In accordance with yet another aspect of the present invention, there is provided an apparatus for receiving control information in a multi-component carrier system in which a primary component carrier and a secondary component carrier are aggregated. The apparatus for receiving control information includes a control information reception unit for receiving first downlink control information, including a format indicator indicative of the number of OFDM symbols for a control region, through a first PDCCH and receiving second downlink control information, including a power indicator for controlling the transmit power of an uplink control channel, through a second PDCCH, a control channel decoding unit for decoding a PCFICH and a physical downlink shared channel (PDSCH) indicated by the first PDCCH based on the format indicator, and an uplink transmission unit for controlling the transmit power of a uplink control channel regarding the PDSCH based on the power indicator and transmitting the uplink control channel.

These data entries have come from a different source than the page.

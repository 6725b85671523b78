use nalgebra as na;

use crate::math::Vector2;

/// Stacked generalized velocity of a body pair: `[va.x, va.y, wa, vb.x, vb.y, wb]`
pub type Velocities = na::SVector<f32, 6>;

/// Diagonal inverse mass matrix of a body pair
pub type InverseMass = na::SMatrix<f32, 6, 6>;

/// Constraint Jacobian with `R` rows over the six pair velocities
pub type Jacobian<const R: usize> = na::SMatrix<f32, R, 6>;

/// Impulse magnitudes, one per Jacobian row
pub type Lambda<const R: usize> = na::SVector<f32, R>;

/// Packs both bodies' linear and angular velocities into one vector
#[inline]
pub fn pack_velocities(va: Vector2, wa: f32, vb: Vector2, wb: f32) -> Velocities {
    Velocities::from_column_slice(&[va.x, va.y, wa, vb.x, vb.y, wb])
}

/// Builds `diag(1/ma, 1/ma, 1/Ia, 1/mb, 1/mb, 1/Ib)`
#[inline]
pub fn inverse_mass_matrix(inv_mass_a: f32, inv_inertia_a: f32, inv_mass_b: f32, inv_inertia_b: f32) -> InverseMass {
    InverseMass::from_diagonal(&Velocities::from_column_slice(&[
        inv_mass_a,
        inv_mass_a,
        inv_inertia_a,
        inv_mass_b,
        inv_mass_b,
        inv_inertia_b,
    ]))
}

/// Solves `a * x = b` with Gauss-Seidel relaxation starting from zero.
///
/// Runs `N` sweeps. Updates whose value is not finite are skipped, leaving
/// that component unchanged. A zero diagonal (degenerate Jacobian row, or two
/// bodies without solver mass) yields NaN for a zero right-hand side and ±inf
/// for a nonzero bias; both are dropped, since an infinite impulse would be
/// carried in the warm-start cache and turn into NaN once scaled by a zero
/// inverse mass.
pub fn gauss_seidel<const N: usize>(a: &na::SMatrix<f32, N, N>, b: &na::SVector<f32, N>) -> na::SVector<f32, N> {
    let mut x = na::SVector::<f32, N>::zeros();
    for _ in 0..N {
        for i in 0..N {
            let diagonal = a[(i, i)];
            let mut ax = 0.0;
            for j in 0..N {
                ax += a[(i, j)] * x[j];
            }
            let dx = (b[i] / diagonal) - (ax / diagonal);
            if dx.is_finite() {
                x[i] += dx;
            }
        }
    }
    x
}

In accordance with further yet another aspect of the present invention, there is provided an apparatus for transmitting control information in a multi-component carrier system in which a primary component carrier and a secondary component carrier are aggregated. The apparatus for transmitting control information includes a control information configuration unit for configuring first downlink control information, including a format indicator indicative of the number of OFDM symbols for a control region, and second downlink control information including a power indicator for controlling the transmit power of an uplink control channel, a control information transmission unit for transmitting the first downlink control information through a first PDCCH and transmitting the second downlink control information through a second PDCCH, and an uplink reception unit for receiving an uplink control channel transmitted with transmit power based on the power indicator related to a PDSCH indicated by the first PDCCH.

When a format indicator regarding a secondary component carrier is transmitted through a primary component carrier, a UE can know the PDCCH format of the secondary component carrier and frequently detected errors in a PDCCH and a PDSCH due to an error detected in the PCFICH of the secondary component carrier can be easily solved.

BRIEF DESCRIPTION OF THE DRAWINGS

FIG. 1 shows a wireless communication system.

FIG. 2 shows an example of a protocol structure for supporting multiple carriers.

FIG. 3 shows an example of a frame structure for a multi-carrier operation.

FIG. 4 shows linkage between downlink component carriers and uplink component carriers in a multi-carrier system.

FIG. 5 is an explanatory diagram illustrating a method of transmitting downlink control information in a multi-component carrier system in accordance with an example of the present invention.

FIG. 6 is an explanatory diagram illustrating a method of transmitting downlink control information in a multi-component carrier system in accordance with another example of the present invention.

FIG. 7 is a flowchart illustrating a method of transmitting control information in a multi-component carrier system in accordance with an example of the present invention.

FIG. 8 is a flowchart illustrating a method of transmitting control information in a multi-component carrier system in accordance with another example of the present invention.

FIG. 9 is a flowchart illustrating a method of transmitting control information in a multi-component carrier system in accordance with an example of the present invention.

FIG. 10 is a block diagram illustrating an apparatus for transmitting and receiving control information in a multi-component carrier system in accordance with an example of the present invention.

DETAILED DESCRIPTION OF THE ILLUSTRATED EMBODIMENTS

Hereinafter, in this specification, some embodiments are described in detail with reference to exemplary drawings. It is to be noted that in assigning reference numerals to elements in each of the drawings, the same reference numerals designate the same elements throughout the drawings although the elements are shown in different drawings. Furthermore, in describing the embodiments of the present invention, a detailed description of the known functions and constructions will be omitted if it is deemed to make the gist of the present invention unnecessarily vague.

Furthermore, in describing the elements of this specification, terms, such as the first, second, A, B, a, and b, may be used. However, the terms are used to only distinguish one element from the other element, but the essence, order, or sequence of the elements is not limited by the terms.

Furthermore, in this specification, a wireless communication network is described as a target, and tasks performed in the wireless communication network may be performed in a process in which a system (e.g., a base station) managing the wireless communication network controls the wireless communication network and sends data or may be performed in a terminal accessing the wireless communication network.

FIG. 1 shows a wireless communication system.

Referring to FIG. 1, the wireless communication systems 10 are widely deployed in order to provide a variety of communication services, such as voice and packet data. The wireless communication system 10 includes one or more Base Stations (BS) 11. The BSs 11 provide communication services to specific geographical areas (commonly called cells) 15a, 15b, and 15c. Each of the cells may be classified into a plurality of areas (called sectors).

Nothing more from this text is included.